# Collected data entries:
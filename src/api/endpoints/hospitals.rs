//! `/api/hospitals`

use rusqlite::Connection;

use crate::api::error::ApiError;
use crate::api::resource::Resource;
use crate::models::{Hospital, HospitalInput};

impl Resource for Hospital {
    const LABEL: &'static str = "Hospital";
    const PLURAL: &'static str = "hospitals";
    const KEY_PATH: &'static str = "/:id";

    type Input = HospitalInput;

    fn build(_conn: &Connection, input: HospitalInput) -> Result<Self, ApiError> {
        Ok(Hospital::from_input(input)?)
    }

    fn merge(_conn: &Connection, mut existing: Self, input: HospitalInput) -> Result<Self, ApiError> {
        existing.apply(input);
        existing.validate()?;
        Ok(existing)
    }
}
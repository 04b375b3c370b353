//! Repository layer: entity-scoped database operations.
//!
//! One sub-module per table. Each exposes plain functions taking a
//! `&Connection` and implements [`Repository`] on top of them so the HTTP
//! layer can drive every resource through the same five operations.

mod doctor;
mod doctor_history;
mod drug;
mod hospital;
mod hospital_affiliation;
mod insurance_company;
mod office_visit;
mod patient;
mod prescription;

use rusqlite::Connection;
use serde::de::DeserializeOwned;
use serde::Serialize;

use super::DatabaseError;

/// Storage port shared by all entities.
///
/// `insert` and `update` stamp `created_at`/`updated_at` and return the
/// row as stored (including a generated id, where the table has one).
pub trait Repository: Sized + Send + 'static {
    /// Primary key; a tuple for composite keys, in URL path order.
    type Key: Clone + std::fmt::Debug + DeserializeOwned + Send + Sync + 'static;
    /// The entity with its many-to-one relations loaded.
    type Detail: Serialize + Send + 'static;

    fn key(&self) -> Self::Key;
    fn find_all(conn: &Connection) -> Result<Vec<Self>, DatabaseError>;
    fn find_one(conn: &Connection, key: &Self::Key) -> Result<Option<Self>, DatabaseError>;
    fn insert(conn: &Connection, entity: Self) -> Result<Self, DatabaseError>;
    fn update(conn: &Connection, entity: Self) -> Result<Self, DatabaseError>;
    fn delete(conn: &Connection, key: &Self::Key) -> Result<(), DatabaseError>;
    fn with_relations(conn: &Connection, entity: Self) -> Result<Self::Detail, DatabaseError>;
}

/// True when a row with `key` exists.
pub fn exists<R: Repository>(conn: &Connection, key: &R::Key) -> Result<bool, DatabaseError> {
    Ok(R::find_one(conn, key)?.is_some())
}

pub use doctor::*;
pub use doctor_history::*;
pub use drug::*;
pub use hospital::*;
pub use hospital_affiliation::*;
pub use insurance_company::*;
pub use office_visit::*;
pub use patient::*;
pub use prescription::*;
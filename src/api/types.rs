//! Shared types for the HTTP layer.

use axum::extract::rejection::{JsonRejection, PathRejection};
use axum::extract::{FromRequest, FromRequestParts, Path, Request};
use axum::http::request::Parts;
use axum::Json;
use serde::de::DeserializeOwned;
use serde::Serialize;

use crate::api::error::ApiError;
use crate::db::Database;

// ═══════════════════════════════════════════════════════════
// API context: shared state for the router
// ═══════════════════════════════════════════════════════════

/// Shared context for all API routes.
#[derive(Clone)]
pub struct ApiContext {
    pub db: Database,
}

impl ApiContext {
    pub fn new(db: Database) -> Self {
        Self { db }
    }
}

// ═══════════════════════════════════════════════════════════
// Response envelope
// ═══════════════════════════════════════════════════════════

/// Every successful response is wrapped as `{"data": ...}`.
#[derive(Debug, Serialize)]
pub struct DataResponse<T> {
    pub data: T,
}

impl<T> DataResponse<T> {
    pub fn new(data: T) -> Json<Self> {
        Json(Self { data })
    }
}

// ═══════════════════════════════════════════════════════════
// Extractors
// ═══════════════════════════════════════════════════════════

/// JSON body whose rejections answer 400 `{"error"}` instead of axum's
/// plain-text 415/422.
pub struct JsonBody<T>(pub T);

#[axum::async_trait]
impl<T, S> FromRequest<S> for JsonBody<T>
where
    T: DeserializeOwned,
    S: Send + Sync,
{
    type Rejection = ApiError;

    async fn from_request(req: Request, state: &S) -> Result<Self, Self::Rejection> {
        match Json::<T>::from_request(req, state).await {
            Ok(Json(value)) => Ok(Self(value)),
            Err(rejection) => Err(json_rejection(rejection)),
        }
    }
}

fn json_rejection(rejection: JsonRejection) -> ApiError {
    ApiError::BadRequest(rejection.body_text())
}

/// Path key (single id or composite tuple) with 400 on parse failure.
pub struct KeyPath<T>(pub T);

#[axum::async_trait]
impl<T, S> FromRequestParts<S> for KeyPath<T>
where
    T: DeserializeOwned + Send,
    S: Send + Sync,
{
    type Rejection = ApiError;

    async fn from_request_parts(parts: &mut Parts, state: &S) -> Result<Self, Self::Rejection> {
        match Path::<T>::from_request_parts(parts, state).await {
            Ok(Path(value)) => Ok(Self(value)),
            Err(rejection) => Err(path_rejection(rejection)),
        }
    }
}

fn path_rejection(rejection: PathRejection) -> ApiError {
    ApiError::BadRequest(format!("Invalid path parameter: {}", rejection.body_text()))
}
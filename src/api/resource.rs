//! Generic CRUD handlers shared by every resource.
//!
//! A resource implements [`Resource`] (how to build a row from a request
//! body and how to merge an update into a stored row); the five handlers
//! below do the rest: storage access, 404s, relation loading and the
//! per-operation 500 message.

use axum::extract::State;
use axum::routing::get;
use axum::{Json, Router};
use rusqlite::Connection;
use serde::de::DeserializeOwned;
use serde::Serialize;

use crate::api::error::ApiError;
use crate::api::types::{ApiContext, DataResponse, JsonBody, KeyPath};
use crate::db::{exists, DatabaseError, Repository};

pub trait Resource: Repository + Serialize + Clone {
    /// Display name in messages, e.g. `"Hospital affiliation"`.
    const LABEL: &'static str;
    /// Lower-case plural for list failures, e.g. `"hospital affiliations"`.
    const PLURAL: &'static str;
    /// Route for the key segments, e.g. `"/:doctorId/:hospitalId"`.
    const KEY_PATH: &'static str;

    type Input: DeserializeOwned + Send + 'static;

    /// Validate a create body and resolve its references.
    fn build(conn: &Connection, input: Self::Input) -> Result<Self, ApiError>;

    /// Apply an update body onto the stored row and re-validate the result.
    fn merge(conn: &Connection, existing: Self, input: Self::Input) -> Result<Self, ApiError>;
}

fn noun<R: Resource>() -> String {
    R::LABEL.to_lowercase()
}

fn not_found<R: Resource>() -> ApiError {
    ApiError::NotFound(format!("{} not found", R::LABEL))
}

/// 400 unless the referenced row exists.
pub fn ensure_exists<R: Resource>(conn: &Connection, key: &R::Key) -> Result<(), ApiError> {
    ensure_reference::<R>(conn, key, R::LABEL)
}

/// Like [`ensure_exists`], naming the reference by its role.
pub fn ensure_reference<R: Resource>(
    conn: &Connection,
    key: &R::Key,
    role: &str,
) -> Result<(), ApiError> {
    if exists::<R>(conn, key)? {
        Ok(())
    } else {
        Err(ApiError::BadRequest(format!("{role} with given ID not found")))
    }
}

/// 400 when a row with the same key is already stored.
pub fn ensure_new<R: Resource>(conn: &Connection, row: &R, message: &str) -> Result<(), ApiError> {
    if exists::<R>(conn, &row.key())? {
        return Err(ApiError::BadRequest(message.to_string()));
    }
    Ok(())
}

// ═══════════════════════════════════════════════════════════
// Handlers
// ═══════════════════════════════════════════════════════════

/// `GET /`: all rows with their relations.
pub async fn list<R: Resource>(
    State(ctx): State<ApiContext>,
) -> Result<Json<DataResponse<Vec<R::Detail>>>, ApiError> {
    let rows = ctx
        .db
        .run(|conn| -> Result<_, ApiError> {
            let rows = R::find_all(conn)?
                .into_iter()
                .map(|row| R::with_relations(conn, row))
                .collect::<Result<Vec<_>, DatabaseError>>()?;
            Ok(rows)
        })
        .await
        .map_err(|e| e.during(format!("Could not fetch {}", R::PLURAL)))?;

    Ok(DataResponse::new(rows))
}

/// `GET /:key`: one row with its relations.
pub async fn get_one<R: Resource>(
    State(ctx): State<ApiContext>,
    KeyPath(key): KeyPath<R::Key>,
) -> Result<Json<DataResponse<R::Detail>>, ApiError> {
    let row = ctx
        .db
        .run(move |conn| -> Result<_, ApiError> {
            let row = R::find_one(conn, &key)?.ok_or_else(not_found::<R>)?;
            Ok(R::with_relations(conn, row)?)
        })
        .await
        .map_err(|e| e.during(format!("Could not fetch {}", noun::<R>())))?;

    Ok(DataResponse::new(row))
}

/// `POST /`: validate, insert, return the stored row.
pub async fn create<R: Resource>(
    State(ctx): State<ApiContext>,
    JsonBody(input): JsonBody<R::Input>,
) -> Result<Json<DataResponse<R>>, ApiError> {
    let row = ctx
        .db
        .run(move |conn| -> Result<R, ApiError> {
            let row = R::build(conn, input)?;
            Ok(R::insert(conn, row)?)
        })
        .await
        .map_err(|e| e.during(format!("Could not create {}", noun::<R>())))?;

    tracing::info!(resource = R::PLURAL, key = ?row.key(), "Created");
    Ok(DataResponse::new(row))
}

/// `PUT /:key`: partial update of an existing row.
pub async fn update<R: Resource>(
    State(ctx): State<ApiContext>,
    KeyPath(key): KeyPath<R::Key>,
    JsonBody(input): JsonBody<R::Input>,
) -> Result<Json<DataResponse<R>>, ApiError> {
    let row = ctx
        .db
        .run(move |conn| -> Result<R, ApiError> {
            let existing = R::find_one(conn, &key)?.ok_or_else(not_found::<R>)?;
            let merged = R::merge(conn, existing, input)?;
            Ok(R::update(conn, merged)?)
        })
        .await
        .map_err(|e| e.during(format!("Could not update {}", noun::<R>())))?;

    tracing::info!(resource = R::PLURAL, key = ?row.key(), "Updated");
    Ok(DataResponse::new(row))
}

/// `DELETE /:key`: remove a row, answering with its last stored state.
pub async fn delete<R: Resource>(
    State(ctx): State<ApiContext>,
    KeyPath(key): KeyPath<R::Key>,
) -> Result<Json<DataResponse<R::Detail>>, ApiError> {
    let row = ctx
        .db
        .run(move |conn| -> Result<_, ApiError> {
            let row = R::find_one(conn, &key)?.ok_or_else(not_found::<R>)?;
            let detail = R::with_relations(conn, row)?;
            R::delete(conn, &key).map_err(|e| match e {
                DatabaseError::ConstraintViolation(_) => ApiError::BadRequest(format!(
                    "{} is still referenced by other records",
                    R::LABEL
                )),
                other => other.into(),
            })?;
            tracing::info!(resource = R::PLURAL, key = ?key, "Deleted");
            Ok(detail)
        })
        .await
        .map_err(|e| e.during(format!("Could not delete {}", noun::<R>())))?;

    Ok(DataResponse::new(row))
}

/// The five CRUD routes for one resource, ready to nest under its prefix.
pub fn resource_router<R: Resource>() -> Router<ApiContext> {
    Router::new()
        .route("/", get(list::<R>).post(create::<R>))
        .route(
            R::KEY_PATH,
            get(get_one::<R>).put(update::<R>).delete(delete::<R>),
        )
}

# Exercise brief:
Say how many lines in the data hold the string "layer", and say nothing else.

# Response for this exercise:
3